Die Freigabe der Daten und der Einsatz von Citizen Data Journalists trägt dazu bei, dieses Missverhältnis auszugleichen. Dadurch, dass zahlreiche Berufe mittlerweile datenanalytische Fähigkeiten erfordern, ist genug Fachwissen aufseiten der Bürger vorhanden, die entstandenen Modelle notfalls auch durch kritischen Dialog zu verbessern.

Die Digitalisierung hat Daten zu einem wertvollen Rohstoff gemacht, und einen Bedarf an Fachleuten in ihrer Analyse geschaffen, der nun eine direkte Auswirkung auf den öffentlichen Diskurs hat. Datenanalyse ist spätestens seit dem Ausbruch der Covid-19-Pandemie ein unverzichtbares Werkzeug in der öffentlichen, demokratischen Diskussion.
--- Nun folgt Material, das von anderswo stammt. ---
use axum::{
    extract::{Path, State},
    http::StatusCode,
    response::IntoResponse,
    Json,
};

use crate::model::api::{ErrorDto, MessageDto};
use crate::model::application::{
    ApplicationDetailDto, ApplicationDto, ApplicationPayloadDto, ApplicationStateDto,
};
use crate::server::{error::Error, model::app::AppState, service::application::ApplicationService};

pub static APPLICATION_TAG: &str = "applications";

/// List all applications with student and offer embedded
#[utoipa::path(
    get,
    path = "/api/applications",
    tag = APPLICATION_TAG,
    responses(
        (status = 200, description = "All applications, newest first", body = Vec<ApplicationDetailDto>),
        (status = 500, description = "Internal server error", body = ErrorDto)
    ),
)]
pub async fn list_applications(State(state): State<AppState>) -> Result<impl IntoResponse, Error> {
    let applications = ApplicationService::new(&state.db).list().await?;

    Ok(Json(applications))
}

/// Submit an application to an offer
#[utoipa::path(
    post,
    path = "/api/applications",
    tag = APPLICATION_TAG,
    request_body = ApplicationPayloadDto,
    responses(
        (status = 201, description = "Application submitted", body = ApplicationDto),
        (status = 400, description = "Missing required fields or invalid state", body = ErrorDto),
        (status = 401, description = "Not authenticated", body = ErrorDto),
        (status = 403, description = "Caller is not a student", body = ErrorDto),
        (status = 500, description = "Internal server error", body = ErrorDto)
    ),
)]
pub async fn create_application(
    State(state): State<AppState>,
    Json(payload): Json<ApplicationPayloadDto>,
) -> Result<impl IntoResponse, Error> {
    let application = ApplicationService::new(&state.db).create(payload).await?;

    Ok((StatusCode::CREATED, Json(application)))
}

/// List one student's applications
#[utoipa::path(
    get,
    path = "/api/applications/student/{studentId}",
    tag = APPLICATION_TAG,
    params(("studentId" = i32, Path, description = "Student account id")),
    responses(
        (status = 200, description = "The student's applications, newest first", body = Vec<ApplicationDetailDto>),
        (status = 401, description = "Not authenticated", body = ErrorDto),
        (status = 500, description = "Internal server error", body = ErrorDto)
    ),
)]
pub async fn list_student_applications(
    State(state): State<AppState>,
    Path(student_id): Path<i32>,
) -> Result<impl IntoResponse, Error> {
    let applications = ApplicationService::new(&state.db)
        .list_by_student(student_id)
        .await?;

    Ok(Json(applications))
}

/// List the applications received by a company's offers
#[utoipa::path(
    get,
    path = "/api/applications/company/{companyId}",
    tag = APPLICATION_TAG,
    params(("companyId" = i32, Path, description = "Company account id")),
    responses(
        (status = 200, description = "Applications to the company's offers, newest first", body = Vec<ApplicationDetailDto>),
        (status = 401, description = "Not authenticated", body = ErrorDto),
        (status = 500, description = "Internal server error", body = ErrorDto)
    ),
)]
pub async fn list_company_applications(
    State(state): State<AppState>,
    Path(company_id): Path<i32>,
) -> Result<impl IntoResponse, Error> {
    let applications = ApplicationService::new(&state.db)
        .list_by_company(company_id)
        .await?;

    Ok(Json(applications))
}

/// Change an application's state
///
/// Accepts the wire states PENDENTE, ACEITE and RECUSADO.
#[utoipa::path(
    patch,
    path = "/api/applications/{id}/state",
    tag = APPLICATION_TAG,
    params(("id" = i32, Path, description = "Application id")),
    request_body = ApplicationStateDto,
    responses(
        (status = 200, description = "Application state updated", body = ApplicationDto),
        (status = 400, description = "Missing or unrecognized state", body = ErrorDto),
        (status = 401, description = "Not authenticated", body = ErrorDto),
        (status = 403, description = "Caller is neither a company nor a coordinator", body = ErrorDto),
        (status = 404, description = "Application not found", body = ErrorDto),
        (status = 500, description = "Internal server error", body = ErrorDto)
    ),
)]
pub async fn set_application_state(
    State(state): State<AppState>,
    Path(id): Path<i32>,
    Json(payload): Json<ApplicationStateDto>,
) -> Result<impl IntoResponse, Error> {
    let application = ApplicationService::new(&state.db)
        .set_state(id, payload)
        .await?;

    Ok(Json(application))
}

/// Delete an application
#[utoipa::path(
    delete,
    path = "/api/applications/{id}",
    tag = APPLICATION_TAG,
    params(("id" = i32, Path, description = "Application id")),
    responses(
        (status = 200, description = "Application deleted", body = MessageDto),
        (status = 401, description = "Not authenticated", body = ErrorDto),
        (status = 404, description = "Application not found", body = ErrorDto),
        (status = 500, description = "Internal server error", body = ErrorDto)
    ),
)]
pub async fn delete_application(
    State(state): State<AppState>,
    Path(id): Path<i32>,
) -> Result<impl IntoResponse, Error> {
    ApplicationService::new(&state.db).delete(id).await?;

    Ok(Json(MessageDto::new("Application deleted successfully")))
}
"Das grundlegende Ziel solcher Modellrechnung ist dafür zu sorgen, dass sie nie so eintreten", sagt Dirk Paessler und er hofft darauf, dass unsere Gesellschaft aus diesen Modellen lernt, handelt und wir diese Infektionszahlen nicht erreichen werden. Der Einsatz von offenen Daten und fortschrittlichen Datenanalyse-Werkzeugen bietet eine Möglichkeit, auch die übrigen komplexen Probleme zu lösen, denen die Gesellschaft sich heute gegenübersehen.